**Exercise materials**
+ + + + +

//! Per-table upgrade path search.
//!
//! Paths are found breadth-first over the registry's transitions, so the
//! returned path has the fewest steps. Transitions out of a version are
//! expanded in ascending target-version order, which makes the choice between
//! equally short paths deterministic.

use std::collections::{BTreeSet, VecDeque};

use super::error::MigrationError;
use super::registry::UpgradeRegistry;
use super::step::UpgradeStep;

/// Ordered chain of steps for one table.
#[derive(Debug, Clone)]
pub struct UpgradePath {
    table: String,
    start: Option<String>,
    steps: Vec<UpgradeStep>,
    visited: BTreeSet<Option<String>>,
}

impl UpgradePath {
    /// Empty path sitting at `start`.
    pub fn new(table: impl Into<String>, start: Option<&str>) -> Self {
        let start = start.map(String::from);
        Self {
            table: table.into(),
            visited: BTreeSet::from([start.clone()]),
            start,
            steps: Vec::new(),
        }
    }

    pub fn table(&self) -> &str {
        &self.table
    }

    pub fn steps(&self) -> &[UpgradeStep] {
        &self.steps
    }

    pub fn into_steps(self) -> Vec<UpgradeStep> {
        self.steps
    }

    pub fn len(&self) -> usize {
        self.steps.len()
    }

    pub fn is_empty(&self) -> bool {
        self.steps.is_empty()
    }

    /// Version the path starts from.
    pub fn first_version(&self) -> Option<&str> {
        self.start.as_deref()
    }

    /// Version the path ends at.
    pub fn last_version(&self) -> Option<&str> {
        match self.steps.last() {
            Some(step) => Some(&step.to_version),
            None => self.start.as_deref(),
        }
    }

    /// Whether `version` already occurs on this path.
    pub fn has_visited(&self, version: Option<&str>) -> bool {
        self.visited.contains(&version.map(String::from))
    }

    /// Append a step. Fails if the step leads to a version already on the path.
    pub fn push(&mut self, step: UpgradeStep) -> Result<(), MigrationError> {
        let next = Some(step.to_version.clone());
        if !self.visited.insert(next) {
            return Err(MigrationError::CyclicPath {
                table: self.table.clone(),
                version: Some(step.to_version),
            });
        }
        self.steps.push(step);
        Ok(())
    }

    /// Copy of this path extended by `step`.
    pub fn pushed(&self, step: UpgradeStep) -> Result<Self, MigrationError> {
        let mut branch = self.clone();
        branch.push(step)?;
        Ok(branch)
    }

    /// Same path with every action stripped.
    pub fn into_stubs(self) -> Self {
        Self {
            steps: self.steps.iter().map(UpgradeStep::to_stub).collect(),
            ..self
        }
    }
}

/// Breadth-first search over one registry.
pub struct PathFinder<'a> {
    registry: &'a UpgradeRegistry,
}

impl<'a> PathFinder<'a> {
    pub fn new(registry: &'a UpgradeRegistry) -> Self {
        Self { registry }
    }

    /// Find the shortest path taking `table` from `from` to `to`.
    pub fn find_path(
        &self,
        table: &str,
        from: Option<&str>,
        to: &str,
    ) -> Result<UpgradePath, MigrationError> {
        if from == Some(to) {
            return Err(MigrationError::CyclicPath {
                table: table.to_string(),
                version: Some(to.to_string()),
            });
        }

        let mut frontier = VecDeque::from([UpgradePath::new(table, from)]);
        let mut expanded = 0usize;

        while let Some(path) = frontier.pop_front() {
            expanded += 1;

            for (target, step) in self.registry.lookup(table, path.last_version()) {
                if path.has_visited(Some(target.as_str())) {
                    continue;
                }

                let candidate = path.pushed(step)?;
                if target == to {
                    tracing::debug!(
                        table,
                        from = ?from,
                        to,
                        steps = candidate.len(),
                        expanded,
                        "found upgrade path"
                    );
                    return Ok(candidate);
                }
                frontier.push_back(candidate);
            }
        }

        Err(MigrationError::NoUpgradePath {
            table: table.to_string(),
            from: from.map(String::from),
            to: to.to_string(),
        })
    }

    /// History of `table` from nonexistence up to `current`, as stubs.
    pub fn path_to_current(
        &self,
        table: &str,
        current: &str,
    ) -> Result<UpgradePath, MigrationError> {
        Ok(self.find_path(table, None, current)?.into_stubs())
    }
}
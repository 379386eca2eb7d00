//! Expected table versions declared by the application's models.

use serde::Deserialize;
use std::collections::BTreeMap;
use std::path::Path;

use crate::migration::MigrationError;

/// Source of the table versions the application expects.
pub trait ModelSchema {
    /// Expected `(table, version)` pairs, sorted by table name.
    fn expected_versions(&self) -> Vec<(String, String)>;
}

/// In-memory model registry.
///
/// ```
/// use migraph_core::schema::{ModelSchema, VersionedModels};
///
/// let models = VersionedModels::new()
///     .versioned("quick", "bgh_3")
///     .versioned("new_table", "bgh_1");
///
/// assert_eq!(models.expected_versions()[0].0, "new_table");
/// ```
#[derive(Debug, Clone, Default)]
pub struct VersionedModels {
    tables: BTreeMap<String, String>,
}

#[derive(Debug, Deserialize)]
struct ModelFile {
    tables: BTreeMap<String, String>,
}

impl VersionedModels {
    pub fn new() -> Self {
        Self::default()
    }

    /// Declare the expected version of a table. A later call for the same
    /// table replaces the earlier one.
    pub fn versioned(mut self, table: impl Into<String>, version: impl Into<String>) -> Self {
        self.insert(table, version);
        self
    }

    pub fn insert(&mut self, table: impl Into<String>, version: impl Into<String>) {
        self.tables.insert(table.into(), version.into());
    }

    pub fn len(&self) -> usize {
        self.tables.len()
    }

    pub fn is_empty(&self) -> bool {
        self.tables.is_empty()
    }

    /// Parse `[tables]` from a TOML document.
    pub fn from_toml_str(text: &str) -> Result<Self, MigrationError> {
        let file: ModelFile = toml::from_str(text).map_err(|e| MigrationError::Load {
            path: "<models>".into(),
            message: e.to_string(),
        })?;
        Ok(Self { tables: file.tables })
    }

    /// Parse a flat JSON object of `table -> version`.
    pub fn from_json_str(text: &str) -> Result<Self, MigrationError> {
        let tables: BTreeMap<String, String> =
            serde_json::from_str(text).map_err(|e| MigrationError::Load {
                path: "<models>".into(),
                message: e.to_string(),
            })?;
        Ok(Self { tables })
    }

    /// Load a models file, picking the format from its extension.
    pub fn from_file(path: &Path) -> Result<Self, MigrationError> {
        let text = std::fs::read_to_string(path).map_err(|e| MigrationError::Load {
            path: path.to_path_buf(),
            message: e.to_string(),
        })?;

        let parsed = match path.extension().and_then(|e| e.to_str()) {
            Some("json") => Self::from_json_str(&text),
            _ => Self::from_toml_str(&text),
        };

        parsed.map_err(|e| match e {
            MigrationError::Load { message, .. } => MigrationError::Load {
                path: path.to_path_buf(),
                message,
            },
            other => other,
        })
    }
}

impl ModelSchema for VersionedModels {
    fn expected_versions(&self) -> Vec<(String, String)> {
        self.tables
            .iter()
            .map(|(t, v)| (t.clone(), v.clone()))
            .collect()
    }
}

#[cfg(test)]
mod tests {
    use super::*;

    #[test]
    fn test_expected_versions_sorted() {
        let models = VersionedModels::new()
            .versioned("zeta", "1")
            .versioned("alpha", "2")
            .versioned("mid", "3");

        let names: Vec<_> = models
            .expected_versions()
            .into_iter()
            .map(|(t, _)| t)
            .collect();
        assert_eq!(names, vec!["alpha", "mid", "zeta"]);
    }

    #[test]
    fn test_from_toml() {
        let models = VersionedModels::from_toml_str(
            r#"
            [tables]
            quick = "bgh_3"
            new_table = "bgh_1"
            "#,
        )
        .unwrap();

        assert_eq!(
            models.expected_versions(),
            vec![
                ("new_table".to_string(), "bgh_1".to_string()),
                ("quick".to_string(), "bgh_3".to_string()),
            ]
        );
    }

    #[test]
    fn test_from_json() {
        let models = VersionedModels::from_json_str(r#"{"quick": "bgh_3"}"#).unwrap();
        assert_eq!(models.len(), 1);
    }

    #[test]
    fn test_from_file_reports_path() {
        let dir = tempfile::tempdir().unwrap();
        let path = dir.path().join("models.toml");
        std::fs::write(&path, "not = [valid").unwrap();

        match VersionedModels::from_file(&path) {
            Err(MigrationError::Load { path: p, .. }) => assert_eq!(p, path),
            other => panic!("expected load error, got {other:?}"),
        }
    }
}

+ + + + +

**What you are asked to do**
What lines above contain the word "Some"? Return each such line.

**Solution for this problem**
            Some(step) => Some(&step.to_version),
        let next = Some(step.to_version.clone());
                version: Some(step.to_version),
        if from == Some(to) {
                version: Some(to.to_string()),
        while let Some(path) = frontier.pop_front() {
                if path.has_visited(Some(target.as_str())) {
            Some("json") => Self::from_json_str(&text),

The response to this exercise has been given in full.